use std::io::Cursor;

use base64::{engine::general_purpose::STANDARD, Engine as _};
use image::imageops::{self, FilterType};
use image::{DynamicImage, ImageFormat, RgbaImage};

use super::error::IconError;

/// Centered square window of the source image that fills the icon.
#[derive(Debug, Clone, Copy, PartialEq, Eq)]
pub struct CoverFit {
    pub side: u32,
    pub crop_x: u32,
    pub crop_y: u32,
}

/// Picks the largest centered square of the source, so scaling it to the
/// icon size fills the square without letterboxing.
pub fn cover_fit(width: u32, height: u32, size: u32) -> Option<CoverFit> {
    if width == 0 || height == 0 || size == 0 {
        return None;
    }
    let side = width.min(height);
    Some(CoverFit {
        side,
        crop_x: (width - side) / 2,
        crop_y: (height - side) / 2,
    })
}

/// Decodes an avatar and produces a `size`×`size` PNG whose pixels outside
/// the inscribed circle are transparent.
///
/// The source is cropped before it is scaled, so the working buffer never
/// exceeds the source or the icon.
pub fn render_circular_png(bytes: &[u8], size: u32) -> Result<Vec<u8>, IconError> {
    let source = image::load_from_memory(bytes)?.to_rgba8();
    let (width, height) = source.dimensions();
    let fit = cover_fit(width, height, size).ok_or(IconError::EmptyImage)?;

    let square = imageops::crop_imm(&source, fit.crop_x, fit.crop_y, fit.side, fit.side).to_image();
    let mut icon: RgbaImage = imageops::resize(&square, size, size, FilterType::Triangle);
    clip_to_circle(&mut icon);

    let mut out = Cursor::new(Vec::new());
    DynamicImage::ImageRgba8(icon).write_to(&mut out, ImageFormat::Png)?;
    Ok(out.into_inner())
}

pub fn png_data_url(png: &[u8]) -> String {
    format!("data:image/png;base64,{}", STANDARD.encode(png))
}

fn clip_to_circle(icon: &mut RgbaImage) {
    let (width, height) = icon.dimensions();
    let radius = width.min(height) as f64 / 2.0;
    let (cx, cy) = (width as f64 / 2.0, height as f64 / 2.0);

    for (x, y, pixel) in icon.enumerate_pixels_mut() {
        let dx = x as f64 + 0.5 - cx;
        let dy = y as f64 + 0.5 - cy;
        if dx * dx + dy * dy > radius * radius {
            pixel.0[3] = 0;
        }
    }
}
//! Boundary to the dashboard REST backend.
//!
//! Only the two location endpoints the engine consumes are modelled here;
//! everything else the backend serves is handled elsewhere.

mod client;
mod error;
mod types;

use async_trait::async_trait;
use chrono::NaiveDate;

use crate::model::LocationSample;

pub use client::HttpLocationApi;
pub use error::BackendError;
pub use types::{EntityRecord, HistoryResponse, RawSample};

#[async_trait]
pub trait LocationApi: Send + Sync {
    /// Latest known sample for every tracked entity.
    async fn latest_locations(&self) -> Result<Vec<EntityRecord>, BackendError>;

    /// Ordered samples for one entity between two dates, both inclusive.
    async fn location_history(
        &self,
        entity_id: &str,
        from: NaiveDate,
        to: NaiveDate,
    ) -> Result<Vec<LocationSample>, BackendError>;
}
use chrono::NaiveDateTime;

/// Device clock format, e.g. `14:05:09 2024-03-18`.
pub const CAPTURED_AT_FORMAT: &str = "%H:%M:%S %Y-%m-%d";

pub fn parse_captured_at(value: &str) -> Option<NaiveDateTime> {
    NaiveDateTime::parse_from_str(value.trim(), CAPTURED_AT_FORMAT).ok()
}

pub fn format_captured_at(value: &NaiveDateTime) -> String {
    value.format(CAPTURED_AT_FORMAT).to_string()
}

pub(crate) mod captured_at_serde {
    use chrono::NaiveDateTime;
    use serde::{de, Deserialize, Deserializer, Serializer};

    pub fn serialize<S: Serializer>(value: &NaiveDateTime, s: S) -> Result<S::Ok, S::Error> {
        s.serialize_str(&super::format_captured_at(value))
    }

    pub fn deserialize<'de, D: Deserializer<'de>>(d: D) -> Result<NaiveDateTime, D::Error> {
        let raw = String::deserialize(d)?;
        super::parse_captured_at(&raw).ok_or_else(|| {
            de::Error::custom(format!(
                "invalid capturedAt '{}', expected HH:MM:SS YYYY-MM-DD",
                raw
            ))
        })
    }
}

Description of the task —
Starting with the line with "pub fn png_data_url(png: &[u8])" above and going on through the line with "use crate::model::LocationSample;", transcribe every line exactly, both ends included, and add nothing.

The completed task —
pub fn png_data_url(png: &[u8]) -> String {
    format!("data:image/png;base64,{}", STANDARD.encode(png))
}

fn clip_to_circle(icon: &mut RgbaImage) {
    let (width, height) = icon.dimensions();
    let radius = width.min(height) as f64 / 2.0;
    let (cx, cy) = (width as f64 / 2.0, height as f64 / 2.0);

    for (x, y, pixel) in icon.enumerate_pixels_mut() {
        let dx = x as f64 + 0.5 - cx;
        let dy = y as f64 + 0.5 - cy;
        if dx * dx + dy * dy > radius * radius {
            pixel.0[3] = 0;
        }
    }
}
//! Boundary to the dashboard REST backend.
//!
//! Only the two location endpoints the engine consumes are modelled here;
//! everything else the backend serves is handled elsewhere.

mod client;
mod error;
mod types;

use async_trait::async_trait;
use chrono::NaiveDate;

use crate::model::LocationSample;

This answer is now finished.